Which of the lines below holds the string "FileStateStore"? Copy every line that does.

━━━━━ Record set ━━━━━

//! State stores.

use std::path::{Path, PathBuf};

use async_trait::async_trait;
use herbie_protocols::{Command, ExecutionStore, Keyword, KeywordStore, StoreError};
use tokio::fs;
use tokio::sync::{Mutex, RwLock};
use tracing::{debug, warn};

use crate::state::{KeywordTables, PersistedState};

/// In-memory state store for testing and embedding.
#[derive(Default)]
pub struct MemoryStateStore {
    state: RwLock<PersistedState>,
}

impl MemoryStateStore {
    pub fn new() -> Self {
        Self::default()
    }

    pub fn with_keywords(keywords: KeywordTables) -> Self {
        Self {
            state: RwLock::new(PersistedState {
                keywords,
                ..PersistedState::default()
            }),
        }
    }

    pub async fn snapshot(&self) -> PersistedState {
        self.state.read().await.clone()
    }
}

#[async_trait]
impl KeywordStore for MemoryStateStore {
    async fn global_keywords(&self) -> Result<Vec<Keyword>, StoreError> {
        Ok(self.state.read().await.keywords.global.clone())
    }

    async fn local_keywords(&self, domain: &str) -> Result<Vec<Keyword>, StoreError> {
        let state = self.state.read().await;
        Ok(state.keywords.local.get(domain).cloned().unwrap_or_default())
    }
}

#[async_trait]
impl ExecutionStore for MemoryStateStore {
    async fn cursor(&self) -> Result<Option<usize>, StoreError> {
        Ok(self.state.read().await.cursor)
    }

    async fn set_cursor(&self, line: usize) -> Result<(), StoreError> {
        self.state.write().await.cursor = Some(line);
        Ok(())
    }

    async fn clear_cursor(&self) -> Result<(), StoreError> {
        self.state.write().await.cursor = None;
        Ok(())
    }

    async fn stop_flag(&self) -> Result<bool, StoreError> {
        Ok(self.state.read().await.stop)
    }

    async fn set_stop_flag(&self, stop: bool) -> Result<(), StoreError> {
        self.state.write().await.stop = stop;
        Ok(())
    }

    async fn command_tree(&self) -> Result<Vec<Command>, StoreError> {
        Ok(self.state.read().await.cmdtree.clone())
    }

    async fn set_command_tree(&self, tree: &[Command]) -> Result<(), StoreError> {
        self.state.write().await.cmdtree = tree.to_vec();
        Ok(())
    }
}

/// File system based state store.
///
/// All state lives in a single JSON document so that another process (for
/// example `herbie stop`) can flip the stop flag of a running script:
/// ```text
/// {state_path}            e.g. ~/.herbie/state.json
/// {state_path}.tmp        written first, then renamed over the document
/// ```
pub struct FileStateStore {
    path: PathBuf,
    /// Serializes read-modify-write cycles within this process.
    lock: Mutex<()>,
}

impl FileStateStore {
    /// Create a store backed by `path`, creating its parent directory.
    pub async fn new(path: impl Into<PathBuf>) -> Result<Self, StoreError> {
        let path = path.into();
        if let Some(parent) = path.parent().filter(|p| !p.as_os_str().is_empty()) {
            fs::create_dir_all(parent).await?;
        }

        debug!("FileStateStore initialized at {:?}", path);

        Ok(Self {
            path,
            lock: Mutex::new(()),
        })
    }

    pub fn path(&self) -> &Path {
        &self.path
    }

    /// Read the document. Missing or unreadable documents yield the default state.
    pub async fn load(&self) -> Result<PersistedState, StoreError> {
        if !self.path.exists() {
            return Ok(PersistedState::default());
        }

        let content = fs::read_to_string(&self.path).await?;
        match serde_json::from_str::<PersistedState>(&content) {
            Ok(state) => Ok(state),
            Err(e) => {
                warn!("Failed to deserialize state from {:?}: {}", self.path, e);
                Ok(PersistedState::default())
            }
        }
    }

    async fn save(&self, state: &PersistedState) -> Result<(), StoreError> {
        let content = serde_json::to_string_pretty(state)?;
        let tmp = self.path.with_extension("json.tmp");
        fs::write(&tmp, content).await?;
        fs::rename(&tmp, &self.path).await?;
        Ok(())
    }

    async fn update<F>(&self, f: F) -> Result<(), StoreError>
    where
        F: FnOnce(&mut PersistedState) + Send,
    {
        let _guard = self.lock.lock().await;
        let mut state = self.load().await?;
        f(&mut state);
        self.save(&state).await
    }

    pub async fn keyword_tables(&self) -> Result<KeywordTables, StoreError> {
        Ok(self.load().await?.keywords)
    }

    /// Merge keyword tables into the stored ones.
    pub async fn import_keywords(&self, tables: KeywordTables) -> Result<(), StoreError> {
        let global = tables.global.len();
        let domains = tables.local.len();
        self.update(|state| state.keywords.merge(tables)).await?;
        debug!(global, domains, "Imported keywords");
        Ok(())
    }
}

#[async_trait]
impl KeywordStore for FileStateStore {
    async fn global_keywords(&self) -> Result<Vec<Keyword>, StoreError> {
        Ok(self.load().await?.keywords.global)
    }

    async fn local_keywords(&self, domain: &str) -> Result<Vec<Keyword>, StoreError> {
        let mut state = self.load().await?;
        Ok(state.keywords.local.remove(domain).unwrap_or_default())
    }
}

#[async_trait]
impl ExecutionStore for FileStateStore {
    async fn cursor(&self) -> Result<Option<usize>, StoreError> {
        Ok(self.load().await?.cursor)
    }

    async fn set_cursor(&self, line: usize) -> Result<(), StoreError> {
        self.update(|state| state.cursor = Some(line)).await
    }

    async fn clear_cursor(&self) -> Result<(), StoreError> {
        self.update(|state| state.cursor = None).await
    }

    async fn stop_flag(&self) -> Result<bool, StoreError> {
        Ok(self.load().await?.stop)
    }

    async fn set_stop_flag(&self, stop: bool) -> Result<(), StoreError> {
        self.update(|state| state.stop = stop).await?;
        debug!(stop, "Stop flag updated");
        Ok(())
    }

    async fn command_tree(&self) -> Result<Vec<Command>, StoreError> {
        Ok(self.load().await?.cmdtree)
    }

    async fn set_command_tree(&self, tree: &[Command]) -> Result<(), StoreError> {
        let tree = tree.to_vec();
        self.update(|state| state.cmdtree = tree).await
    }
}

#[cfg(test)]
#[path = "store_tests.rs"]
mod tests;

━━━━━

Response for this exercise:
pub struct FileStateStore {
impl FileStateStore {
        debug!("FileStateStore initialized at {:?}", path);
impl KeywordStore for FileStateStore {
impl ExecutionStore for FileStateStore {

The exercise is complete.